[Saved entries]
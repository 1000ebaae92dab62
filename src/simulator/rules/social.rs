//! Username and social media rules

use crate::lookup::Fields;

use super::Rule;

pub(super) const RULES: &[(&str, Rule)] = &[
    ("usernameCheckerAcrossPlatforms", username_checker),
    ("socialMediaPresenceGrabber", presence_grabber),
    ("twitterInfoExtractor", twitter_info),
    ("instagramMetadataFetcher", instagram_metadata),
    ("tiktokUserInfoScanner", tiktok_info),
    ("youtubeChannelOsint", youtube_channel),
    ("redditProfileScraper", reddit_profile),
    ("linkedinProfileAnalyzer", linkedin_profile),
    ("githubUserProfileAnalyzer", github_profile),
    ("profilePictureRecognition", picture_recognition),
];

fn username_checker(_query: &str) -> Fields {
    Fields::new()
        .with("availableOn", vec!["Facebook", "Instagram"])
        .with("takenOn", vec!["Twitter", "GitHub"])
}

fn presence_grabber(query: &str) -> Fields {
    Fields::new().with(
        "profiles",
        Fields::new()
            .with("twitter", format!("https://twitter.com/{}", query))
            .with("instagram", format!("https://instagram.com/{}", query))
            .with("linkedin", format!("https://linkedin.com/in/{}", query)),
    )
}

fn twitter_info(_query: &str) -> Fields {
    Fields::new()
        .with("followers", 12345)
        .with("following", 678)
        .with("tweets", 5678)
        .with("bio", "Simulated Twitter user.")
        .with("joinDate", "2010-01-01")
}

fn instagram_metadata(_query: &str) -> Fields {
    Fields::new()
        .with("posts", 150)
        .with("followers", 9876)
        .with("following", 432)
        .with("isPrivate", false)
}

fn tiktok_info(_query: &str) -> Fields {
    Fields::new()
        .with("followers", "1.2M")
        .with("likes", "15M")
        .with("videos", 200)
}

fn youtube_channel(_query: &str) -> Fields {
    Fields::new()
        .with("subscribers", "500K")
        .with("totalViews", "100M")
        .with("videosCount", 300)
        .with("joinDate", "2015-06-01")
}

fn reddit_profile(_query: &str) -> Fields {
    Fields::new()
        .with("karma", 15000)
        .with("cakeDay", "2018-03-01")
        .with("subreddits", vec!["r/OSINT", "r/Cybersecurity"])
}

fn linkedin_profile(_query: &str) -> Fields {
    Fields::new()
        .with("jobTitle", "Senior OSINT Analyst")
        .with("company", "Simulated Corp")
        .with("connections", 500)
}

fn github_profile(_query: &str) -> Fields {
    Fields::new()
        .with("repos", 25)
        .with("followers", 120)
        .with("stars", 500)
        .with("joinDate", "2017-09-01")
}

fn picture_recognition(query: &str) -> Fields {
    let outcome = if query.contains("john.doe") {
        "High confidence match (simulated)"
    } else {
        "No match found (simulated)"
    };
    Fields::new().with("matchFound", outcome)
}

#[cfg(test)]
mod tests {
    use super::*;
    use crate::lookup::Value;

    #[test]
    fn test_presence_grabber_templates_query() {
        let fields = presence_grabber("jdoe");
        let profiles = fields.get("profiles").and_then(Value::as_map).unwrap();
        assert_eq!(profiles.get("twitter").and_then(Value::as_str), Some("https://twitter.com/jdoe"));
        assert_eq!(
            profiles.get("linkedin").and_then(Value::as_str),
            Some("https://linkedin.com/in/jdoe")
        );
    }

    #[test]
    fn test_picture_recognition() {
        assert_eq!(
            picture_recognition("https://img.example/john.doe.jpg").get("matchFound").and_then(Value::as_str),
            Some("High confidence match (simulated)")
        );
        assert_eq!(
            picture_recognition("cat.png").get("matchFound").and_then(Value::as_str),
            Some("No match found (simulated)")
        );
    }

    #[test]
    fn test_numeric_fields_are_numbers() {
        assert_eq!(twitter_info("x").get("followers").and_then(Value::as_i64), Some(12345));
        assert_eq!(instagram_metadata("x").get("isPrivate").and_then(Value::as_bool), Some(false));
    }
}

§ EXERCISE GOAL
What is needed is an exact transcription of all the data.

§ WRITTEN SOLUTION
repository 1000ebaae92dab62
filename src/simulator/rules/social.rs
//! Username and social media rules

use crate::lookup::Fields;

use super::Rule;

pub(super) const RULES: &[(&str, Rule)] = &[
    ("usernameCheckerAcrossPlatforms", username_checker),
    ("socialMediaPresenceGrabber", presence_grabber),
    ("twitterInfoExtractor", twitter_info),
    ("instagramMetadataFetcher", instagram_metadata),
    ("tiktokUserInfoScanner", tiktok_info),
    ("youtubeChannelOsint", youtube_channel),
    ("redditProfileScraper", reddit_profile),
    ("linkedinProfileAnalyzer", linkedin_profile),
    ("githubUserProfileAnalyzer", github_profile),
    ("profilePictureRecognition", picture_recognition),
];

fn username_checker(_query: &str) -> Fields {
    Fields::new()
        .with("availableOn", vec!["Facebook", "Instagram"])
        .with("takenOn", vec!["Twitter", "GitHub"])
}

fn presence_grabber(query: &str) -> Fields {
    Fields::new().with(
        "profiles",
        Fields::new()
            .with("twitter", format!("https://twitter.com/{}", query))
            .with("instagram", format!("https://instagram.com/{}", query))
            .with("linkedin", format!("https://linkedin.com/in/{}", query)),
    )
}

fn twitter_info(_query: &str) -> Fields {
    Fields::new()
        .with("followers", 12345)
        .with("following", 678)
        .with("tweets", 5678)
        .with("bio", "Simulated Twitter user.")
        .with("joinDate", "2010-01-01")
}

fn instagram_metadata(_query: &str) -> Fields {
    Fields::new()
        .with("posts", 150)
        .with("followers", 9876)
        .with("following", 432)
        .with("isPrivate", false)
}

fn tiktok_info(_query: &str) -> Fields {
    Fields::new()
        .with("followers", "1.2M")
        .with("likes", "15M")
        .with("videos", 200)
}

fn youtube_channel(_query: &str) -> Fields {
    Fields::new()
        .with("subscribers", "500K")
        .with("totalViews", "100M")
        .with("videosCount", 300)
        .with("joinDate", "2015-06-01")
}

fn reddit_profile(_query: &str) -> Fields {
    Fields::new()
        .with("karma", 15000)
        .with("cakeDay", "2018-03-01")
        .with("subreddits", vec!["r/OSINT", "r/Cybersecurity"])
}

fn linkedin_profile(_query: &str) -> Fields {
    Fields::new()
        .with("jobTitle", "Senior OSINT Analyst")
        .with("company", "Simulated Corp")
        .with("connections", 500)
}

fn github_profile(_query: &str) -> Fields {
    Fields::new()
        .with("repos", 25)
        .with("followers", 120)
        .with("stars", 500)
        .with("joinDate", "2017-09-01")
}

fn picture_recognition(query: &str) -> Fields {
    let outcome = if query.contains("john.doe") {
        "High confidence match (simulated)"
    } else {
        "No match found (simulated)"
    };
    Fields::new().with("matchFound", outcome)
}

#[cfg(test)]
mod tests {
    use super::*;
    use crate::lookup::Value;

    #[test]
    fn test_presence_grabber_templates_query() {
        let fields = presence_grabber("jdoe");
        let profiles = fields.get("profiles").and_then(Value::as_map).unwrap();
        assert_eq!(profiles.get("twitter").and_then(Value::as_str), Some("https://twitter.com/jdoe"));
        assert_eq!(
            profiles.get("linkedin").and_then(Value::as_str),
            Some("https://linkedin.com/in/jdoe")
        );
    }

    #[test]
    fn test_picture_recognition() {
        assert_eq!(
            picture_recognition("https://img.example/john.doe.jpg").get("matchFound").and_then(Value::as_str),
            Some("High confidence match (simulated)")
        );
        assert_eq!(
            picture_recognition("cat.png").get("matchFound").and_then(Value::as_str),
            Some("No match found (simulated)")
        );
    }

    #[test]
    fn test_numeric_fields_are_numbers() {
        assert_eq!(twitter_info("x").get("followers").and_then(Value::as_i64), Some(12345));
        assert_eq!(instagram_metadata("x").get("isPrivate").and_then(Value::as_bool), Some(false));
    }
}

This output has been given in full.